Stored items

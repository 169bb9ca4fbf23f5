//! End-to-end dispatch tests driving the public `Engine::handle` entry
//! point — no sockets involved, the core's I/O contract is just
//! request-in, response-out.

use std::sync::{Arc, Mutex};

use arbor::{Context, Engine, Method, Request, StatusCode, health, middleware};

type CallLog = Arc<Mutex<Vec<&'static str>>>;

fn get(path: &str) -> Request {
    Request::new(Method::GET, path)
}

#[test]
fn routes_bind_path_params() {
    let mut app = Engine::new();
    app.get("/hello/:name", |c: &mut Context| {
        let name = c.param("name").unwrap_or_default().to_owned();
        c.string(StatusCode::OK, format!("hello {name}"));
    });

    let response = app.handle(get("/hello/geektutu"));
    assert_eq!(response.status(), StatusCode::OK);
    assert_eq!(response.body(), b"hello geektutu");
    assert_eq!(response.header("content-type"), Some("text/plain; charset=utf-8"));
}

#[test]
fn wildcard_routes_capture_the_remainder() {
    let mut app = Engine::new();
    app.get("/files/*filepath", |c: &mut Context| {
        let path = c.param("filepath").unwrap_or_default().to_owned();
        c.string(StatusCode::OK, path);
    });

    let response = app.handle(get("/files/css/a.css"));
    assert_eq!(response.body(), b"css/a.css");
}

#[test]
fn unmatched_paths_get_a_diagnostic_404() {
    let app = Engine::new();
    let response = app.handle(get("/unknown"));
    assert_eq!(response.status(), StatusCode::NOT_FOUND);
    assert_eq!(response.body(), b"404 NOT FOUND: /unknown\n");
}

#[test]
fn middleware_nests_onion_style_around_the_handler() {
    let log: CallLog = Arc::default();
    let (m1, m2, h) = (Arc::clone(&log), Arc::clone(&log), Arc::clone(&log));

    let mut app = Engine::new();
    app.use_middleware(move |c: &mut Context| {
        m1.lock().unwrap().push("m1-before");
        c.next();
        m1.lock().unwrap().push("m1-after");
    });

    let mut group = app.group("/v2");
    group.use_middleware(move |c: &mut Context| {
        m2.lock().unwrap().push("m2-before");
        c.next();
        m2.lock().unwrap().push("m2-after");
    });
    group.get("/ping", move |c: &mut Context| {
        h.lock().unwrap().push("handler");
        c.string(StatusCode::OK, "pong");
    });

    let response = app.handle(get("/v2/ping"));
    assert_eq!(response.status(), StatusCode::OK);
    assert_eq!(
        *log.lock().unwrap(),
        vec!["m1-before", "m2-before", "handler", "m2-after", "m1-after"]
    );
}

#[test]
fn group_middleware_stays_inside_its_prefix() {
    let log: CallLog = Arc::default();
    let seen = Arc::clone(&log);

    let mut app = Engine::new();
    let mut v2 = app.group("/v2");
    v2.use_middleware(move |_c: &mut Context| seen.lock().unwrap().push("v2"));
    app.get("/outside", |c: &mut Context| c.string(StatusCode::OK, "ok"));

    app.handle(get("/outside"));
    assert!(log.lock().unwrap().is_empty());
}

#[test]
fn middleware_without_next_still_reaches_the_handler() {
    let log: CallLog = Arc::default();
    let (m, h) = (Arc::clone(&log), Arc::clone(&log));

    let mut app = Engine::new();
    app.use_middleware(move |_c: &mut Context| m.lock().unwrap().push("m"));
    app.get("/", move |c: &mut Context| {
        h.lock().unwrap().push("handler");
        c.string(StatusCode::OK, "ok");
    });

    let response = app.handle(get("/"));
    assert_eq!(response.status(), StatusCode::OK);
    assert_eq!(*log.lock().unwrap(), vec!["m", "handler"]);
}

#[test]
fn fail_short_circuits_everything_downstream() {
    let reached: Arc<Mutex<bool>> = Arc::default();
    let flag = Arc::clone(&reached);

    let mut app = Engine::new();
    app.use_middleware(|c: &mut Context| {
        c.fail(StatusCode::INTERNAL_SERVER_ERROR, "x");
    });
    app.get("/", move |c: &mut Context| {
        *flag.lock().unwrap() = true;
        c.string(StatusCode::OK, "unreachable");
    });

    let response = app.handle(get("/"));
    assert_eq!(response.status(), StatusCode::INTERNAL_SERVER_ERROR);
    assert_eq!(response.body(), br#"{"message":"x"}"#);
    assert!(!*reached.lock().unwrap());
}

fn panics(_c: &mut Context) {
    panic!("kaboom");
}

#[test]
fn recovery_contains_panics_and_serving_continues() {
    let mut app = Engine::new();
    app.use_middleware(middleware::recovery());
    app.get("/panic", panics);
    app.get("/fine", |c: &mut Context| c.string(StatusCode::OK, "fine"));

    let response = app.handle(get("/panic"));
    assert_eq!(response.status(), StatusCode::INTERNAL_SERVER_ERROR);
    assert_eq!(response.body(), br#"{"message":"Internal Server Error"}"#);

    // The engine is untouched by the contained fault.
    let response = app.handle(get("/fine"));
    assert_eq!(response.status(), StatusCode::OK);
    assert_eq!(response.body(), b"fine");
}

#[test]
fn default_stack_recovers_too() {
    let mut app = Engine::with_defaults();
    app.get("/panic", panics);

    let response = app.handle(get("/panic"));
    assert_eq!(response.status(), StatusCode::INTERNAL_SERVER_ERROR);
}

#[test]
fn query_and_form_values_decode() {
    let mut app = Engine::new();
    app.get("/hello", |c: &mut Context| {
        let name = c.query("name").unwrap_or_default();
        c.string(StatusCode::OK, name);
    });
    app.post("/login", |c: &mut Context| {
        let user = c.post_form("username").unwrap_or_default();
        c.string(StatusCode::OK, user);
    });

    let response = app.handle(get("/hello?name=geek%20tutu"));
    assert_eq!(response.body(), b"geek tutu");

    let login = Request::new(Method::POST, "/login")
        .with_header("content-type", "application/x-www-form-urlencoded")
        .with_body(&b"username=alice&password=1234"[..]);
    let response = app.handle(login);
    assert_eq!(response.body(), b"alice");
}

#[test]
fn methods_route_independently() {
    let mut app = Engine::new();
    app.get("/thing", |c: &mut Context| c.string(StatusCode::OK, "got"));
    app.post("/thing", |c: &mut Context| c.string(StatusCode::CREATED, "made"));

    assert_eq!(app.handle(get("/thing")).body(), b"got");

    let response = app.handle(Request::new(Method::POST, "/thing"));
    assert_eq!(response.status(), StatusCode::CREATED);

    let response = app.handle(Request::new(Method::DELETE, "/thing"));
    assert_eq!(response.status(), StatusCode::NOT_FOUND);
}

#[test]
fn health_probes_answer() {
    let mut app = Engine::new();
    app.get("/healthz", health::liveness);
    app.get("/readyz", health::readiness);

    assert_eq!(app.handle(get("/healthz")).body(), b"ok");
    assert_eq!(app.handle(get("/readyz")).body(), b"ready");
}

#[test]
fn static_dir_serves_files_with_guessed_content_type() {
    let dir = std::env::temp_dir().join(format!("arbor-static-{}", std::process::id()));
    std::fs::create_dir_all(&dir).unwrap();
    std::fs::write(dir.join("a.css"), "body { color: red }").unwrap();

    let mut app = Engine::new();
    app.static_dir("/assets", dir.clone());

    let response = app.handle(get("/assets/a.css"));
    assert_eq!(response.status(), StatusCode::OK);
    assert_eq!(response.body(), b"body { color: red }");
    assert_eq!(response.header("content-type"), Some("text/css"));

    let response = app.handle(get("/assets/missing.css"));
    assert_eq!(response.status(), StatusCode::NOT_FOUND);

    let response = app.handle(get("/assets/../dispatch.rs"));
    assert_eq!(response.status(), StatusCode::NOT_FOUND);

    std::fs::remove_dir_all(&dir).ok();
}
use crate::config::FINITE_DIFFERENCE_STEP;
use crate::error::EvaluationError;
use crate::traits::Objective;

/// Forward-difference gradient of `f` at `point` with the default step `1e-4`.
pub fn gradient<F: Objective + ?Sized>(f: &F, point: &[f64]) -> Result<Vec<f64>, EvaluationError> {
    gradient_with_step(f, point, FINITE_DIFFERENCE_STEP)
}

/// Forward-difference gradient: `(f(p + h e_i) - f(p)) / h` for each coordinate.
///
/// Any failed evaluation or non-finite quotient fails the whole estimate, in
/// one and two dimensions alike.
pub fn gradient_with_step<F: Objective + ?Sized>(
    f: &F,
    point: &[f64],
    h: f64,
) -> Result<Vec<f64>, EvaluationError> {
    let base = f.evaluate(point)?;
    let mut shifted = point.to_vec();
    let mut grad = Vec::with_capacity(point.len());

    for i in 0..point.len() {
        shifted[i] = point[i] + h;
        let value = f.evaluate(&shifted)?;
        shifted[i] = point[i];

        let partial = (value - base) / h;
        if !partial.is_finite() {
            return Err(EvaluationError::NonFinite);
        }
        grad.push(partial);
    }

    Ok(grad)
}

**PROBLEM DESCRIPTION**
Show the lines of the records that include the string "Objective".

**PROBLEM SOLUTION**
use crate::traits::Objective;
pub fn gradient<F: Objective + ?Sized>(f: &F, point: &[f64]) -> Result<Vec<f64>, EvaluationError> {
pub fn gradient_with_step<F: Objective + ?Sized>(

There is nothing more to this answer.